The genesis required two disparate and unfortunate developments to intersect. The first was professional: a literary novel of mine was reviewed prematurely, always a bad thing, in a national paper. While the review was marginally okay, it was accompanied by a devastating headline. The book was dead before being printed. My career was on life support. Around that time, an 11-year-old boy was killed by a biker gang’s bomb on the streets of Montreal. I decided that what was happening in my city, on the streets where I’d been a child, warranted my attention. Venturing into crime fiction seemed an appropriate course of action to both examine the urban warfare and resuscitate my career.

Why a storm-themed trilogy?

Elmore Leonard said that the crime writer should never open with the weather, but I suspect that he’d agree that all rules are worth breaking when done right.

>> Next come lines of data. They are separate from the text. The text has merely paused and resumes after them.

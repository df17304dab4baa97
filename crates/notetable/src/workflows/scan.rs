//! Paginated scanning of the notes table.

use std::io::Write;

use notetable_core::notes::Page;
use notetable_core::storage::{NoteStore, ScanCursor, ScanOutput};
use tokio_stream::{Stream, StreamExt};

use super::retry::with_retry;
use super::WorkflowContext;
use crate::error::Result;

/// Counts reported after printing a scan.
#[derive(Debug, Clone, Copy, Default, PartialEq, Eq)]
pub struct ScanSummary {
    pub pages: usize,
    pub notes: usize,
}

/// Lazily scans `table_name` in pages of at most `page_size` notes.
///
/// Nothing is fetched until the stream is polled, and each poll issues at
/// most one Scan call. The stream ends after the page that carries no
/// continuation token, or after the first error.
pub fn scan_pages<'a>(
    store: &'a dyn NoteStore,
    ctx: &'a WorkflowContext,
    table_name: &'a str,
    page_size: u32,
) -> impl Stream<Item = Result<Page>> + 'a {
    async_stream::stream! {
        let mut start: Option<ScanCursor> = None;
        let mut calls = 0usize;

        loop {
            let cursor = start.take();
            let result = with_retry(ctx, "Scan", || {
                store.scan_page(table_name, page_size, cursor.clone())
            })
            .await;
            calls += 1;

            match result {
                Ok(ScanOutput { notes, next }) => {
                    tracing::debug!(
                        table = %table_name,
                        calls,
                        count = notes.len(),
                        has_more = next.is_some(),
                        "Scanned page"
                    );
                    let has_more = next.is_some();
                    yield Ok(Page { notes, has_more });

                    match next {
                        Some(next) => start = Some(next),
                        None => break,
                    }
                }
                Err(err) => {
                    yield Err(err);
                    break;
                }
            }
        }
    }
}

/// Prints every non-empty page framed by `Start Page N` / `End Page N`.
///
/// Empty pages do not advance the page counter.
pub async fn print_pages<S>(pages: S, out: &mut impl Write) -> Result<ScanSummary>
where
    S: Stream<Item = Result<Page>>,
{
    tokio::pin!(pages);
    let mut summary = ScanSummary::default();

    while let Some(page) = pages.next().await {
        let page = page?;
        if page.is_empty() {
            continue;
        }

        summary.pages += 1;
        summary.notes += page.len();

        writeln!(out, "Start Page {}", summary.pages)?;
        for note in &page.notes {
            writeln!(out, "{}", note.to_json_line())?;
        }
        writeln!(out, "End Page {}", summary.pages)?;
    }

    Ok(summary)
}
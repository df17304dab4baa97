use thiserror::Error;

/// Errors that can occur when reading note records from a document.
#[derive(Debug, Error, Clone, PartialEq, Eq)]
pub enum NotesError {
    #[error("Notes document is not valid JSON: {0}")]
    Malformed(String),
    #[error("Notes document must be a JSON array")]
    NotAnArray,
    #[error("Note #{index} is missing required field '{field}'")]
    FieldMissing { index: usize, field: &'static str },
    #[error("Note #{index} has an invalid '{field}': {reason}")]
    InvalidField {
        index: usize,
        field: &'static str,
        reason: String,
    },
}
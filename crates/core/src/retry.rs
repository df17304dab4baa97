//! Backoff policies for polling and retrying remote calls.

use std::time::Duration;

/// Exponential backoff with a per-delay cap and a bounded number of attempts.
#[derive(Debug, Clone, Copy, PartialEq, Eq)]
pub struct Backoff {
    /// Delay before the second attempt.
    pub initial_delay: Duration,
    /// Upper bound for a single delay.
    pub max_delay: Duration,
    /// Total attempts, including the first one.
    pub max_attempts: u32,
}

impl Backoff {
    /// Policy for retrying transient store failures.
    pub const fn transient() -> Self {
        Self {
            initial_delay: Duration::from_millis(100),
            max_delay: Duration::from_secs(5),
            max_attempts: 5,
        }
    }

    /// Policy for polling a table's status.
    pub const fn table_poll() -> Self {
        Self {
            initial_delay: Duration::from_millis(50),
            max_delay: Duration::from_secs(5),
            max_attempts: 60,
        }
    }

    pub fn with_max_attempts(mut self, max_attempts: u32) -> Self {
        self.max_attempts = max_attempts.max(1);
        self
    }

    /// Delay to wait after the given 0-based attempt.
    pub fn delay(&self, attempt: u32) -> Duration {
        let factor = 2u32.saturating_pow(attempt);
        self.initial_delay.saturating_mul(factor).min(self.max_delay)
    }
}

/// Bounded wait: a backoff schedule plus a ceiling on total time spent.
#[derive(Debug, Clone, Copy, PartialEq, Eq)]
pub struct WaitPolicy {
    pub backoff: Backoff,
    pub max_wait: Duration,
}

impl Default for WaitPolicy {
    fn default() -> Self {
        Self {
            backoff: Backoff::table_poll(),
            max_wait: Duration::from_secs(300),
        }
    }
}

impl WaitPolicy {
    /// Whether sleeping `delay` after `elapsed` would overrun the ceiling.
    pub fn exceeds(&self, elapsed: Duration, delay: Duration) -> bool {
        elapsed.saturating_add(delay) > self.max_wait
    }
}
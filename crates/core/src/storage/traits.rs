use async_trait::async_trait;

use crate::notes::Note;
use crate::table::{TableDefinition, TableStatus};

use super::{ScanCursor, ScanOutput, StoreResult};

/// Remote operations the notes workflows need from a key-value store.
///
/// Each method is a single remote call; retries, polling and cancellation
/// live in the caller.
#[async_trait]
pub trait NoteStore: Send + Sync {
    /// Issues a table creation request and returns the reported status.
    async fn create_table(&self, definition: &TableDefinition) -> StoreResult<TableStatus>;

    /// Fetches the current status of a table.
    async fn describe_table(&self, table_name: &str) -> StoreResult<TableStatus>;

    /// Writes a note, replacing any note with the same key.
    async fn put_note(&self, table_name: &str, note: &Note) -> StoreResult<()>;

    /// Reads up to `limit` notes starting after `start`.
    async fn scan_page(
        &self,
        table_name: &str,
        limit: u32,
        start: Option<ScanCursor>,
    ) -> StoreResult<ScanOutput>;
}
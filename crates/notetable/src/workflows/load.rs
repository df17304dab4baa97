//! Bulk loading of notes from a JSON file.

use std::io::Write;
use std::path::Path;

use notetable_core::notes::{note_from_record, parse_records};
use notetable_core::storage::NoteStore;
use serde_json::Value;

use super::retry::with_retry;
use super::WorkflowContext;
use crate::error::{Result, WorkflowError};

/// Result of a load run.
///
/// Loading stops at the first failing record; everything before it stays
/// stored.
#[derive(Debug)]
pub struct LoadOutcome {
    pub inserted: usize,
    pub failure: Option<WorkflowError>,
}

impl LoadOutcome {
    /// Returns the inserted count, or the failure that stopped the run.
    pub fn into_result(self) -> Result<usize> {
        match self.failure {
            Some(err) => Err(err),
            None => Ok(self.inserted),
        }
    }
}

/// Reads `path` as a JSON array of note records.
pub async fn read_records(path: &Path) -> Result<Vec<Value>> {
    let contents = tokio::fs::read_to_string(path).await.map_err(|err| {
        WorkflowError::Parse(format!("cannot read {}: {}", path.display(), err))
    })?;
    let records = parse_records(&contents)?;
    tracing::debug!(path = %path.display(), count = records.len(), "Read note records");
    Ok(records)
}

/// Inserts `records` one at a time, in order.
pub async fn load_notes(
    store: &dyn NoteStore,
    ctx: &WorkflowContext,
    table_name: &str,
    records: &[Value],
    out: &mut impl Write,
) -> LoadOutcome {
    let mut inserted = 0;

    for (index, record) in records.iter().enumerate() {
        if let Err(err) = load_one(store, ctx, table_name, index, record, out).await {
            tracing::warn!(table = %table_name, index, error = %err, "Stopping load");
            return LoadOutcome {
                inserted,
                failure: Some(err),
            };
        }
        inserted += 1;
    }

    LoadOutcome {
        inserted,
        failure: None,
    }
}

async fn load_one(
    store: &dyn NoteStore,
    ctx: &WorkflowContext,
    table_name: &str,
    index: usize,
    record: &Value,
    out: &mut impl Write,
) -> Result<()> {
    writeln!(out, "Loading note {}", record)?;
    let note = note_from_record(index, record)?;
    with_retry(ctx, "PutItem", || store.put_note(table_name, &note)).await
}
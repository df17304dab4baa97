mod store;

pub use store::{InMemoryStore, Operation};
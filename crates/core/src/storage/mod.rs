mod error;
mod traits;
mod types;

pub use error::{StoreError, StoreResult};
pub use traits::NoteStore;
pub use types::{KeyValue, ScanCursor, ScanOutput};
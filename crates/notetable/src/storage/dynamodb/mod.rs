//! DynamoDB storage backend implementation.
//!
//! This module provides a DynamoDB-based implementation of the `NoteStore`
//! trait using `aws-sdk-dynamodb`.

mod client;
mod conversions;
mod error;
mod store;

pub use client::{create_client, AwsConfig};
pub use store::DynamoDbStore;
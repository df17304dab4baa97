pub use anstream::println as aprintln;

/// Tokyo Night color palette
pub mod colors {
    pub const RESET: &str = "\x1b[0m";

    pub const TKN_RED: &str = "\x1b[38;2;247;118;142m"; // #f7768e
    pub const TKN_GREEN: &str = "\x1b[38;2;158;206;106m"; // #9ece6a
    pub const TKN_YELLOW: &str = "\x1b[38;2;224;175;104m"; // #e0af68
    pub const TKN_BLUE: &str = "\x1b[38;2;122;162;247m"; // #7aa2f7
    pub const TKN_CYAN: &str = "\x1b[38;2;125;207;255m"; // #7dcfff
}

fn paint(color: &str, text: &str) -> String {
    format!("{}{}{}", color, text, colors::RESET)
}

/// Green: success.
pub fn p_g(text: &str) -> String {
    paint(colors::TKN_GREEN, text)
}

/// Red: failure.
pub fn p_r(text: &str) -> String {
    paint(colors::TKN_RED, text)
}

/// Yellow: waiting.
pub fn p_y(text: &str) -> String {
    paint(colors::TKN_YELLOW, text)
}

/// Blue: labels.
pub fn p_b(text: &str) -> String {
    paint(colors::TKN_BLUE, text)
}

/// Cyan: section headers.
pub fn p_c(text: &str) -> String {
    paint(colors::TKN_CYAN, text)
}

Here the storms are taken out of the background and placed in the forefront: storms are accomplices to crime. While the darkness and violence of the storms generate atmosphere, they also provide a way to enter both the geography and the social landscape at a time when chaos prevails.

Is Émile based on a real person?

He’s loosely based on Jacques Cinq-Mars, who was captain of the Night Patrol in Montreal during the 1950s and ’60s. Jacques cleaned up the city in Elliot Ness fashion, but when he retired, the police bureaucracy was reconstituted so that no one would have his authority again. In Émile, I chose to bring back a man like Jacques in a different time and with an updated set of precepts. Whereas the real Jacques freely admitted to me that he’d beat the crap out of a mobster, the fictional Émile must combat those guys with his wits and the rule of law.

Which of your non-writing jobs have had the greatest influence on how you write fiction?

Driving a taxi at night on the streets of Montreal and being a waiter in a Mafia bar. My younger brother was the bartender in the Mafia establishment, and we both got a pass because half the ex-cons in the place had had our mother as their teacher in first grade. Driving a cab kept me in touch with every part of the city by night, whether ferrying drunks at 3:00 a.m., or strippers back home, or slipping my tire iron out from under the seat to tangle with muggers: an education rich in atmosphere and intrigue, and interesting chat.